Support R16, RG16, RGBA16, R32 Float in T2B compute shader

Bug: 348654098
Change-Id: I4aca6af8c43fdc29c53c2c5a64d5dd837d2568e8
Reviewed-on: https://dawn-review.googlesource.com/c/dawn/+/195534
Reviewed-by: Austin Eng <enga@chromium.org>
Commit-Queue: Quyen Le <lehoangquyen@chromium.org>
Reviewed-by: Corentin Wallez <cwallez@chromium.org>
diff --git a/src/dawn/native/BlitTextureToBuffer.cpp b/src/dawn/native/BlitTextureToBuffer.cpp
index 0276475..f49666b 100644
--- a/src/dawn/native/BlitTextureToBuffer.cpp
+++ b/src/dawn/native/BlitTextureToBuffer.cpp
@@ -27,6 +27,7 @@
 
 #include "dawn/native/BlitTextureToBuffer.h"
 
+#include <algorithm>
 #include <array>
 #include <string>
 #include <string_view>
@@ -166,6 +167,12 @@
 }
 )";
 
+constexpr std::string_view kEncodeRG16FloatInU32 = R"(
+fn encodeVectorInU32General(v: vec2f) -> u32 {
+    return pack2x16float(v);
+}
+)";
+
 // Each thread is responsible for reading (packTexelCount) texel and packing them into a 4-byte u32.

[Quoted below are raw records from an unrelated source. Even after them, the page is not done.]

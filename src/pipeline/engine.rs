// Strategy selection and batch orchestration.

use tracing::{debug, info, warn};

use crate::error::SqueezeError;
use crate::pipeline::progress::JobContext;
use crate::pipeline::request::{
    CompressionOutcome, CompressionRequest, CompressionResult, RequestMode, Strategy,
};
use crate::pipeline::target;
use crate::render::PageRasterizer;
use crate::repack::raster::RasterOptions;
use crate::repack::{RepackOutput, raster, structural};

/// Inputs smaller than this skip the raster strategy in Preset/Custom
/// modes; below it rasterization rarely helps and wastes time and memory.
pub const RASTER_MIN_INPUT_BYTES: u64 = 100 * 1024;

/// One document in a batch call.
pub struct BatchItem<'a> {
    /// Display name used in progress labels and logs.
    pub name: String,
    pub bytes: &'a [u8],
    pub request: CompressionRequest,
}

/// Stateless compression engine over an injected rasterizer.
///
/// Each call decodes the input fresh and owns its buffers for the
/// duration of that call only; nothing survives between invocations.
pub struct CompressionEngine<'r> {
    rasterizer: &'r dyn PageRasterizer,
}

impl<'r> CompressionEngine<'r> {
    pub fn new(rasterizer: &'r dyn PageRasterizer) -> Self {
        Self { rasterizer }
    }

    /// Compress one document.
    pub fn compress(
        &self,
        input: &[u8],
        request: &CompressionRequest,
        ctx: &JobContext<'_>,
    ) -> crate::error::Result<CompressionOutcome> {
        self.compress_named("document", input, request, ctx)
    }

    /// Compress one document, labelling progress and logs with `name`.
    pub fn compress_named(
        &self,
        name: &str,
        input: &[u8],
        request: &CompressionRequest,
        ctx: &JobContext<'_>,
    ) -> crate::error::Result<CompressionOutcome> {
        request.validate()?;

        let result = match request.mode {
            RequestMode::TargetSize { target_bytes } => {
                target::search(self.rasterizer, input, request, target_bytes, ctx, name)
            }
            RequestMode::Preset(_) | RequestMode::Custom => {
                self.select_best(input, request, ctx, name)
            }
        };

        match result {
            Ok(result) => {
                info!(
                    name,
                    strategy = %result.strategy,
                    original_size = result.original_size,
                    compressed_size = result.compressed_size,
                    "compression complete"
                );
                Ok(CompressionOutcome::Completed(result))
            }
            Err(SqueezeError::Cancelled) => Ok(CompressionOutcome::Cancelled),
            Err(e) => Err(e),
        }
    }

    /// Compress a batch of documents strictly in order.
    ///
    /// A per-document failure is recorded and the batch continues; a
    /// tripped cancel token marks the current and every remaining
    /// document `Cancelled`. Document-level progress is reported after
    /// each processed document.
    pub fn compress_all(
        &self,
        items: &[BatchItem<'_>],
        ctx: &JobContext<'_>,
    ) -> Vec<crate::error::Result<CompressionOutcome>> {
        let total = items.len() as u32;
        let mut results = Vec::with_capacity(items.len());
        let mut cancelled = false;

        for (index, item) in items.iter().enumerate() {
            if cancelled || ctx.check_cancelled().is_err() {
                cancelled = true;
                results.push(Ok(CompressionOutcome::Cancelled));
                continue;
            }

            let outcome = self.compress_named(&item.name, item.bytes, &item.request, ctx);
            match &outcome {
                Ok(CompressionOutcome::Cancelled) => {
                    cancelled = true;
                }
                Ok(CompressionOutcome::Completed(_)) => {
                    ctx.report(index as u32 + 1, total, "documents");
                }
                Err(e) => {
                    warn!(name = %item.name, error = %e, "document failed; batch continues");
                    ctx.report(index as u32 + 1, total, "documents");
                }
            }
            results.push(outcome);
        }

        results
    }

    /// Preset/Custom path: run both strategies, keep the smaller, fall
    /// back to the original bytes when neither wins.
    fn select_best(
        &self,
        input: &[u8],
        request: &CompressionRequest,
        ctx: &JobContext<'_>,
        name: &str,
    ) -> crate::error::Result<CompressionResult> {
        ctx.check_cancelled()?;
        let original_size = input.len() as u64;

        // Structural is cheap and always attempted.
        let mut structural_err = None;
        let structural_out = match structural::repack(input, request.strip_metadata) {
            Ok(out) => Some(out),
            Err(e) => {
                warn!(name, error = %e, "structural repack failed");
                structural_err = Some(e);
                None
            }
        };

        // Raster only pays off on inputs above the threshold.
        let mut raster_err = None;
        let raster_out = if original_size > RASTER_MIN_INPUT_BYTES {
            let opts = RasterOptions {
                quality: request.quality,
                resolution_factor: request.resolution_factor,
                strip_metadata: request.strip_metadata,
                grayscale: request.grayscale,
            };
            match raster::repack(input, &opts, self.rasterizer, ctx, name) {
                Ok(out) => Some(out),
                Err(SqueezeError::Cancelled) => return Err(SqueezeError::Cancelled),
                Err(e) => {
                    warn!(name, error = %e, "raster repack failed");
                    raster_err = Some(e);
                    None
                }
            }
        } else {
            debug!(name, original_size, "raster skipped: input below threshold");
            // Keep the aggregate progress bar monotonic even though no
            // pages were rasterized.
            if let Some(out) = &structural_out {
                ctx.report(out.page_count, out.page_count, name);
            }
            None
        };

        let (chosen, strategy) = match (structural_out, raster_out) {
            (Some(s), Some(r)) => {
                if r.bytes.len() < s.bytes.len() {
                    (r, Strategy::Raster)
                } else {
                    (s, Strategy::Structural)
                }
            }
            (Some(s), None) => (s, Strategy::Structural),
            (None, Some(r)) => (r, Strategy::Raster),
            (None, None) => {
                // Undecodable by both paths: fatal for this document.
                return Err(structural_err.or(raster_err).unwrap_or_else(|| {
                    SqueezeError::decode("document unreadable by every strategy")
                }));
            }
        };

        debug!(
            name,
            strategy = %strategy,
            candidate_size = chosen.bytes.len(),
            original_size,
            "strategy selected"
        );

        Ok(finalize(input, original_size, chosen, strategy, None))
    }
}

/// Apply the no-regression invariant and assemble the result.
///
/// A candidate at least as large as the input is discarded in favor of
/// the unchanged original bytes with `strategy = None`; this is a silent,
/// correct fallback rather than an error.
pub(crate) fn finalize(
    input: &[u8],
    original_size: u64,
    chosen: RepackOutput,
    strategy: Strategy,
    target_bytes: Option<u64>,
) -> CompressionResult {
    let RepackOutput { bytes, page_count } = chosen;
    let candidate_size = bytes.len() as u64;

    let (bytes, compressed_size, strategy) = if candidate_size >= original_size {
        debug!(
            candidate_size,
            original_size, "no-regression fallback: returning original bytes"
        );
        (input.to_vec(), original_size, Strategy::None)
    } else {
        (bytes, candidate_size, strategy)
    };

    CompressionResult {
        bytes,
        original_size,
        compressed_size,
        page_count,
        strategy,
        target_met: target_bytes.map(|target| compressed_size <= target),
    }
}
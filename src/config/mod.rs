pub mod job;
pub mod merged;
pub mod settings;

use settings::Settings;
use std::path::Path;

/// Load `settings.yaml` from the directory containing a job file.
///
/// Falls back to defaults when no settings file exists there.
pub fn load_settings_for_job(job_file_path: &Path) -> crate::error::Result<Settings> {
    let dir = job_file_path.parent().ok_or_else(|| {
        crate::error::SqueezeError::config("Cannot determine job file directory")
    })?;

    let settings_path = dir.join("settings.yaml");

    if settings_path.exists() {
        Settings::from_file(&settings_path)
    } else {
        Ok(Settings::default())
    }
}
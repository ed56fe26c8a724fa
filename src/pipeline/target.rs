// Target-size mode: bounded binary search over raster quality.

use tracing::{debug, warn};

use crate::error::SqueezeError;
use crate::pipeline::engine::finalize;
use crate::pipeline::progress::{JobContext, Progress};
use crate::pipeline::request::{CompressionRequest, CompressionResult, Strategy};
use crate::render::PageRasterizer;
use crate::repack::raster::RasterOptions;
use crate::repack::{RepackOutput, raster, structural};

pub(crate) const QUALITY_FLOOR: u8 = 5;
pub(crate) const QUALITY_CEILING: u8 = 95;
/// Hard cap on raster compressions per document.
pub(crate) const MAX_PROBES: u32 = 6;

/// A probe whose combined candidate met the byte budget. `raster: None`
/// means the once-computed structural candidate was the smaller of the
/// two for that probe.
struct ProbeWin {
    quality: u8,
    raster: Option<RepackOutput>,
}

/// Find the highest quality in `[5, 95]` whose output fits `target_bytes`.
///
/// Output size is not strictly monotonic in quality, so every candidate
/// is checked against the budget rather than trusted; the search is
/// deliberately bounded at [`MAX_PROBES`] full compressions and accepts a
/// near-boundary answer over an exact one. Probes force grayscale on,
/// the most reliable lever for aggressive targets. When no probe fits the
/// budget, the last allowed probe runs at the floor quality and its
/// result is returned as best effort with `target_met = Some(false)`.
pub(crate) fn search(
    rasterizer: &dyn PageRasterizer,
    input: &[u8],
    request: &CompressionRequest,
    target_bytes: u64,
    ctx: &JobContext<'_>,
    name: &str,
) -> crate::error::Result<CompressionResult> {
    ctx.check_cancelled()?;
    let original_size = input.len() as u64;

    // The structural candidate does not vary with quality: compute it
    // once and fold it into every probe's comparison.
    let mut structural_out = match structural::repack(input, request.strip_metadata) {
        Ok(out) => Some(out),
        Err(e) => {
            warn!(name, error = %e, "structural repack failed");
            None
        }
    };

    let page_count = match rasterizer.page_count(input) {
        Ok(n) if n > 0 => n,
        res => {
            // The raster path cannot probe this document. With a
            // structural candidate the search degrades to that single
            // answer; without one the document is unreadable everywhere.
            let Some(out) = structural_out.take() else {
                return Err(match res {
                    Err(e) => e,
                    Ok(_) => SqueezeError::raster("document has no pages"),
                });
            };
            warn!(name, "target search degraded: raster path unavailable");
            return Ok(finalize(
                input,
                original_size,
                out,
                Strategy::Structural,
                Some(target_bytes),
            ));
        }
    };

    let total_units = MAX_PROBES * page_count;
    let structural_size = structural_out.as_ref().map(|out| out.bytes.len());

    let mut low = QUALITY_FLOOR;
    let mut high = QUALITY_CEILING;
    let mut best: Option<ProbeWin> = None;
    // Most recent over-budget raster output; becomes the best-effort
    // answer when nothing fits.
    let mut fallback: Option<RepackOutput> = None;
    let mut last_raster_err: Option<SqueezeError> = None;

    let mut probes = 0u32;
    while low <= high && probes < MAX_PROBES {
        let final_probe = probes == MAX_PROBES - 1;
        // Entering the last allowed probe empty-handed, spend it on the
        // floor of the remaining range (quality 5 in a fully-failing
        // search) instead of the midpoint.
        let mid = if final_probe && best.is_none() {
            low
        } else {
            ((u16::from(low) + u16::from(high) + 1) / 2) as u8
        };

        let probe_base = probes * page_count;
        let probe_progress = |p: Progress<'_>| {
            ctx.report(probe_base + p.completed, total_units, p.label);
        };
        let mut probe_ctx = JobContext::new().with_progress(&probe_progress);
        if let Some(token) = ctx.cancel_token() {
            probe_ctx = probe_ctx.with_cancel(token);
        }

        let opts = RasterOptions {
            quality: mid,
            resolution_factor: request.resolution_factor,
            strip_metadata: request.strip_metadata,
            grayscale: true,
        };
        let outcome = raster::repack(input, &opts, rasterizer, &probe_ctx, name);
        probes += 1;

        match outcome {
            Ok(raster_out) => {
                let raster_smaller =
                    structural_size.is_none_or(|s| raster_out.bytes.len() < s);
                let candidate_size = if raster_smaller {
                    raster_out.bytes.len()
                } else {
                    structural_size.unwrap_or(usize::MAX)
                };
                debug!(
                    name,
                    quality = mid,
                    candidate_size,
                    target_bytes,
                    "target probe"
                );

                if candidate_size as u64 <= target_bytes {
                    best = Some(ProbeWin {
                        quality: mid,
                        raster: raster_smaller.then_some(raster_out),
                    });
                    low = mid + 1;
                } else {
                    fallback = Some(raster_out);
                    high = mid - 1;
                }
            }
            Err(SqueezeError::Cancelled) => return Err(SqueezeError::Cancelled),
            Err(e) => {
                warn!(name, quality = mid, error = %e, "target probe failed");
                last_raster_err = Some(e);
                high = mid - 1;
            }
        }
    }

    let (chosen, strategy) = match best {
        Some(win) => {
            debug!(name, quality = win.quality, "target search converged");
            match win.raster {
                Some(out) => (out, Strategy::Raster),
                None => match structural_out.take() {
                    Some(out) => (out, Strategy::Structural),
                    None => unreachable!("structural probe win requires a structural candidate"),
                },
            }
        }
        None => {
            debug!(name, "no probe met the byte budget; returning best effort");
            match (fallback, structural_out.take()) {
                (Some(r), Some(s)) => {
                    if r.bytes.len() <= s.bytes.len() {
                        (r, Strategy::Raster)
                    } else {
                        (s, Strategy::Structural)
                    }
                }
                (Some(r), None) => (r, Strategy::Raster),
                (None, Some(s)) => (s, Strategy::Structural),
                (None, None) => {
                    return Err(last_raster_err.unwrap_or_else(|| {
                        SqueezeError::decode("document unreadable by every strategy")
                    }));
                }
            }
        }
    };

    ctx.report(total_units, total_units, name);

    Ok(finalize(
        input,
        original_size,
        chosen,
        strategy,
        Some(target_bytes),
    ))
}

 constexpr std::string_view kCommonHead = R"(
 struct Params {
@@ -194,6 +201,9 @@
 override workgroupSizeX: u32;
 override workgroupSizeY: u32;
 
+// Size of one element in the destination buffer this thread will write to.
+override gOutputUnitSize: u32;
+
 @compute @workgroup_size(workgroupSizeX, workgroupSizeY, 1) fn main
 (@builtin(global_invocation_id) id : vec3u) {
 )";
@@ -205,8 +215,8 @@
     return;
 }
 
-let indicesPerRow = params.bytesPerRow / 4;
-let indicesOffset = params.offset / 4;
+let indicesPerRow = params.bytesPerRow / gOutputUnitSize;
+let indicesOffset = params.offset / gOutputUnitSize;
 let dstOffset = indicesOffset + id.x + id.y * indicesPerRow + id.z * indicesPerRow * params.rowsPerImage;
 )";
 
@@ -265,10 +275,10 @@
     return;
 }
 
-let byteOffset = params.offset + id.x * 4
+let byteOffset = params.offset + id.x * gOutputUnitSize
     + id.y * params.bytesPerRow
     + id.z * params.bytesPerRow * params.rowsPerImage;
-let dstOffset = byteOffset / 4;
+let dstOffset = byteOffset / gOutputUnitSize;
 let srcBoundary = params.srcOrigin + params.srcExtent;
 
 // Start coord, End coord
@@ -516,6 +526,54 @@
 }
 )";
 
+// R16: texelByte = 2; each thread reads 1 ~ 2 texels.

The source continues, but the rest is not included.